Background on the Pension Plan Investment Rules
In 2000, the Ontario government adopted the federal investment rules as part of a Canada-wide harmonization initiative. These rules include Schedule III to the Pension Benefits Standards Regulations, 1985 (Schedule III), which prescribes certain quantitative limits for pension plan investing. One of the limits is known as the “10% rule”.
The 10% rule limits the percentage of plan assets that can be invested in, or loaned to, any one company or group of related companies to 10% of the total book value of the plan assets. The purpose of the 10% rule is to promote diversification. There are a number of exceptions to the 10% rule, including investments in securities issued or fully guaranteed by the federal or provincial governments.

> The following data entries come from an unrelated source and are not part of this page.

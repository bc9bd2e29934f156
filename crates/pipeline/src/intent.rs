//! Intent extraction.
//!
//! A language model reads the question and returns a JSON object with five
//! fields. Parsing is lenient about field shapes (a lone string where a list
//! was asked for, numeric years, nulls) but all-or-nothing about the object
//! itself: anything that is not a JSON object yields the empty intent.

use crate::types::{Notice, PipelineStage, StageOutput};
use agriclimate_core::{AppError, AppResult};
use agriclimate_llm::{LlmClient, LlmRequest};
use agriclimate_prompt::{build_prompt, PromptDefinition};
use serde::{Deserialize, Deserializer, Serialize};
use serde_json::Value;
use std::collections::HashMap;
use std::sync::Arc;

/// Structured interpretation of a question.
#[derive(Debug, Clone, Default, PartialEq, Eq, Serialize, Deserialize)]
pub struct Intent {
    /// Category of data sought, e.g. "crop production" or "rainfall"
    #[serde(default, deserialize_with = "lenient_text")]
    pub data_needed: String,

    #[serde(default, deserialize_with = "lenient_list")]
    pub states: Vec<String>,

    #[serde(default, deserialize_with = "lenient_list")]
    pub crops: Vec<String>,

    /// Year references as the model wrote them ("2019", "2015-16", ...)
    #[serde(default, deserialize_with = "lenient_list")]
    pub years: Vec<String>,

    /// Requested analysis, e.g. "compare", "trend", "max"
    #[serde(default, deserialize_with = "lenient_text")]
    pub operation: String,
}

impl Intent {
    /// The sentinel used when extraction fails.
    pub fn empty() -> Self {
        Self::default()
    }

    pub fn is_empty(&self) -> bool {
        self == &Self::default()
    }

    /// One-line description, e.g. "compare on rice production".
    pub fn summary(&self) -> String {
        let operation = non_blank(&self.operation).unwrap_or("analysis");
        let data = non_blank(&self.data_needed).unwrap_or("agricultural data");
        format!("{} on {}", operation, data)
    }

    /// Pretty JSON used inside the synthesis prompt.
    pub fn to_prompt_json(&self) -> String {
        serde_json::to_string_pretty(self).unwrap_or_else(|_| "{}".to_string())
    }
}

fn non_blank(s: &str) -> Option<&str> {
    let trimmed = s.trim();
    (!trimmed.is_empty()).then_some(trimmed)
}

/// Parse a model reply into an [`Intent`].
///
/// Accepts a bare JSON object, or one embedded in surrounding prose or a
/// fenced code block.
pub fn parse_intent(raw: &str) -> AppResult<Intent> {
    let value = locate_json_object(raw).ok_or_else(|| {
        AppError::Serialization("model reply does not contain a JSON object".to_string())
    })?;

    Ok(serde_json::from_value(value)?)
}

fn locate_json_object(raw: &str) -> Option<Value> {
    let text = raw.trim().trim_matches('\u{feff}');

    if let Ok(value @ Value::Object(_)) = serde_json::from_str::<Value>(text) {
        return Some(value);
    }

    let start = text.find('{')?;
    let end = text.rfind('}')?;
    if start >= end {
        return None;
    }

    match serde_json::from_str::<Value>(&text[start..=end]) {
        Ok(value @ Value::Object(_)) => Some(value),
        _ => None,
    }
}

fn scalar_to_string(value: &Value) -> Option<String> {
    match value {
        Value::String(s) => Some(s.trim().to_string()),
        Value::Number(n) => Some(n.to_string()),
        Value::Bool(b) => Some(b.to_string()),
        _ => None,
    }
}

fn lenient_text<'de, D>(deserializer: D) -> Result<String, D::Error>
where
    D: Deserializer<'de>,
{
    let value = Value::deserialize(deserializer)?;
    match value {
        Value::Null => Ok(String::new()),
        Value::Array(items) => Ok(items
            .iter()
            .filter_map(scalar_to_string)
            .filter(|s| !s.is_empty())
            .collect::<Vec<_>>()
            .join(", ")),
        Value::Object(_) => Err(serde::de::Error::custom(
            "expected a string, found an object",
        )),
        scalar => Ok(scalar_to_string(&scalar).unwrap_or_default()),
    }
}

fn lenient_list<'de, D>(deserializer: D) -> Result<Vec<String>, D::Error>
where
    D: Deserializer<'de>,
{
    let value = Value::deserialize(deserializer)?;
    match value {
        Value::Null => Ok(Vec::new()),
        Value::Array(items) => items
            .iter()
            .filter(|item| !item.is_null())
            .map(|item| {
                scalar_to_string(item).ok_or_else(|| {
                    serde::de::Error::custom("expected a list of strings or numbers")
                })
            })
            .filter(|item| !matches!(item, Ok(s) if s.is_empty()))
            .collect(),
        Value::Object(_) => Err(serde::de::Error::custom(
            "expected a list, found an object",
        )),
        scalar => Ok(scalar_to_string(&scalar)
            .filter(|s| !s.is_empty())
            .into_iter()
            .collect()),
    }
}

/// Runs the extraction prompt against a language model.
pub struct IntentExtractor {
    llm: Arc<dyn LlmClient>,
    prompt: PromptDefinition,
    model: String,
    temperature: f32,
}

impl IntentExtractor {
    pub fn new(
        llm: Arc<dyn LlmClient>,
        prompt: PromptDefinition,
        model: impl Into<String>,
        temperature: f32,
    ) -> Self {
        Self {
            llm,
            prompt,
            model: model.into(),
            temperature,
        }
    }

    /// Extract an intent, propagating any model or parse error.
    pub async fn try_extract(&self, question: &str) -> AppResult<Intent> {
        let mut variables = HashMap::new();
        variables.insert("question".to_string(), question.to_string());
        let built = build_prompt(&self.prompt, variables)?;

        let wants_json = built.wants_json();
        let mut request = LlmRequest::new(built.user, &self.model).with_temperature(self.temperature);
        if wants_json {
            request = request.with_json_output();
        }
        if let Some(system) = built.system {
            request = request.with_system(system);
        }
        if let Some(max_tokens) = built.metadata.generation.max_tokens {
            request = request.with_max_tokens(max_tokens);
        }

        let response = self.llm.complete(&request).await?;
        tracing::debug!("Raw intent reply: {}", response.content);

        parse_intent(&response.content)
    }

    /// Extract an intent, degrading to the empty intent on any failure.
    pub async fn extract(&self, question: &str) -> StageOutput<Intent> {
        tracing::info!("Extracting intent");

        match self.try_extract(question).await {
            Ok(intent) => {
                tracing::debug!(?intent, "Intent extracted");
                StageOutput::ok(intent)
            }
            Err(e) => StageOutput::degraded(
                Intent::empty(),
                Notice::new(
                    PipelineStage::Extracting,
                    format!("Error parsing question: {}", e),
                ),
            ),
        }
    }
}

#[cfg(test)]
mod tests {
    use super::*;
    use crate::tests::fakes::RoutingLlm;
    use agriclimate_prompt::{builtin_prompt, OutputFormat, INTENT_EXTRACT_PROMPT_ID};

    fn extractor(llm: Arc<RoutingLlm>) -> IntentExtractor {
        IntentExtractor::new(
            llm,
            builtin_prompt(INTENT_EXTRACT_PROMPT_ID).unwrap(),
            "gpt-4",
            0.1,
        )
    }

    #[test]
    fn test_parse_full_intent() {
        let intent = parse_intent(
            r#"{"data_needed": "crop production", "states": ["Punjab", "Haryana"],
                "crops": ["rice"], "years": ["2019", "2020"], "operation": "compare"}"#,
        )
        .unwrap();

        assert_eq!(intent.data_needed, "crop production");
        assert_eq!(intent.states, vec!["Punjab", "Haryana"]);
        assert_eq!(intent.crops, vec!["rice"]);
        assert_eq!(intent.years, vec!["2019", "2020"]);
        assert_eq!(intent.operation, "compare");
    }

    #[test]
    fn test_parse_missing_and_null_fields_default() {
        let intent = parse_intent(r#"{"data_needed": "rainfall", "states": null}"#).unwrap();
        assert_eq!(intent.data_needed, "rainfall");
        assert!(intent.states.is_empty());
        assert!(intent.crops.is_empty());
        assert!(intent.years.is_empty());
        assert_eq!(intent.operation, "");
    }

    #[test]
    fn test_parse_lenient_shapes() {
        let intent = parse_intent(
            r#"{"data_needed": "rainfall", "states": "Maharashtra", "years": [2018, 2019, null], "operation": ["trend"]}"#,
        )
        .unwrap();
        assert_eq!(intent.states, vec!["Maharashtra"]);
        assert_eq!(intent.years, vec!["2018", "2019"]);
        assert_eq!(intent.operation, "trend");
    }

    #[test]
    fn test_parse_fenced_reply() {
        let raw = "Here you go:\n```json\n{\"data_needed\": \"yield\", \"crops\": [\"cotton\"]}\n```";
        let intent = parse_intent(raw).unwrap();
        assert_eq!(intent.crops, vec!["cotton"]);
    }

    #[test]
    fn test_parse_rejects_non_object() {
        assert!(parse_intent("I cannot help with that").is_err());
        assert!(parse_intent(r#"["rainfall"]"#).is_err());
        assert!(parse_intent(r#"{"states": {"name": "Goa"}}"#).is_err());
    }

    #[test]
    fn test_summary() {
        let intent = Intent {
            data_needed: "rice production".to_string(),
            operation: "compare".to_string(),
            ..Intent::default()
        };
        assert_eq!(intent.summary(), "compare on rice production");
        assert_eq!(Intent::empty().summary(), "analysis on agricultural data");
    }

    #[test]
    fn test_empty_sentinel() {
        assert!(Intent::empty().is_empty());
        let intent = parse_intent(r#"{"crops": ["wheat"]}"#).unwrap();
        assert!(!intent.is_empty());
    }

    #[tokio::test]
    async fn test_extract_requests_json_at_low_temperature() {
        let llm = Arc::new(RoutingLlm::new(
            Ok(r#"{"data_needed": "rainfall", "states": ["Kerala"]}"#.to_string()),
            Ok("unused".to_string()),
        ));
        let output = extractor(llm.clone())
            .extract("Rainfall trends in Kerala")
            .await;

        assert!(!output.is_degraded());
        assert_eq!(output.value.states, vec!["Kerala"]);

        let requests = llm.requests();
        assert_eq!(requests.len(), 1);
        assert!(requests[0].json_output);
        assert_eq!(requests[0].temperature, Some(0.1));
        assert!(requests[0].prompt.contains("Rainfall trends in Kerala"));
    }

    #[tokio::test]
    async fn test_extract_degrades_on_model_error() {
        let llm = Arc::new(RoutingLlm::new(
            Err("rate limited".to_string()),
            Ok("unused".to_string()),
        ));
        let output = extractor(llm).extract("Which state produces most wheat?").await;

        assert!(output.value.is_empty());
        let notice = output.notice.unwrap();
        assert_eq!(notice.stage, PipelineStage::Extracting);
        assert!(notice.message.contains("rate limited"));
    }

    #[tokio::test]
    async fn test_extract_degrades_on_unparseable_reply() {
        let llm = Arc::new(RoutingLlm::new(
            Ok("not json at all".to_string()),
            Ok("unused".to_string()),
        ));
        let output = extractor(llm).extract("Cotton in Gujarat").await;

        assert!(output.value.is_empty());
        assert!(output.is_degraded());
    }

    #[tokio::test]
    async fn test_text_format_prompt_skips_json_mode() {
        let mut prompt = builtin_prompt(INTENT_EXTRACT_PROMPT_ID).unwrap();
        prompt.output.format = OutputFormat::Text;
        let llm = Arc::new(RoutingLlm::new(
            Ok("unused".to_string()),
            Ok(r#"{"data_needed": "rainfall"}"#.to_string()),
        ));
        let output = IntentExtractor::new(llm.clone(), prompt, "gpt-4", 0.1)
            .extract("Rainfall in Goa")
            .await;

        assert_eq!(output.value.data_needed, "rainfall");
        assert!(!llm.requests()[0].json_output);
    }
}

Announcement of the Proposed Change in the 2013 Ontario Economic Outlook
On November 7, 2013, the Ontario government presented its 2013 Ontario Economic Outlook and Fiscal Review. Among the changes announced in the Economic Outlook, was a proposal to amend the general regulation under the Ontario Pension Benefits Act to add an exception to the 10% rule. The proposed change is intended to address a concern that the 10% limit is preventing indexed plans from holding sufficient inflation-linked securities.
Announcement of a Public Consultation on the Proposed Amendment
On February 5, 2014, the Ontario government posted the proposed amendment to the 10% rule. The proposed amendment exempts from the 10% rule investments in securities issued and fully guaranteed by the U.S. government. As noted above, comments on the proposed amendment are due by February 18, 2014.
Note that the change will only apply to pension plans registered in Ontario since it is only being made to the Ontario pension regulations.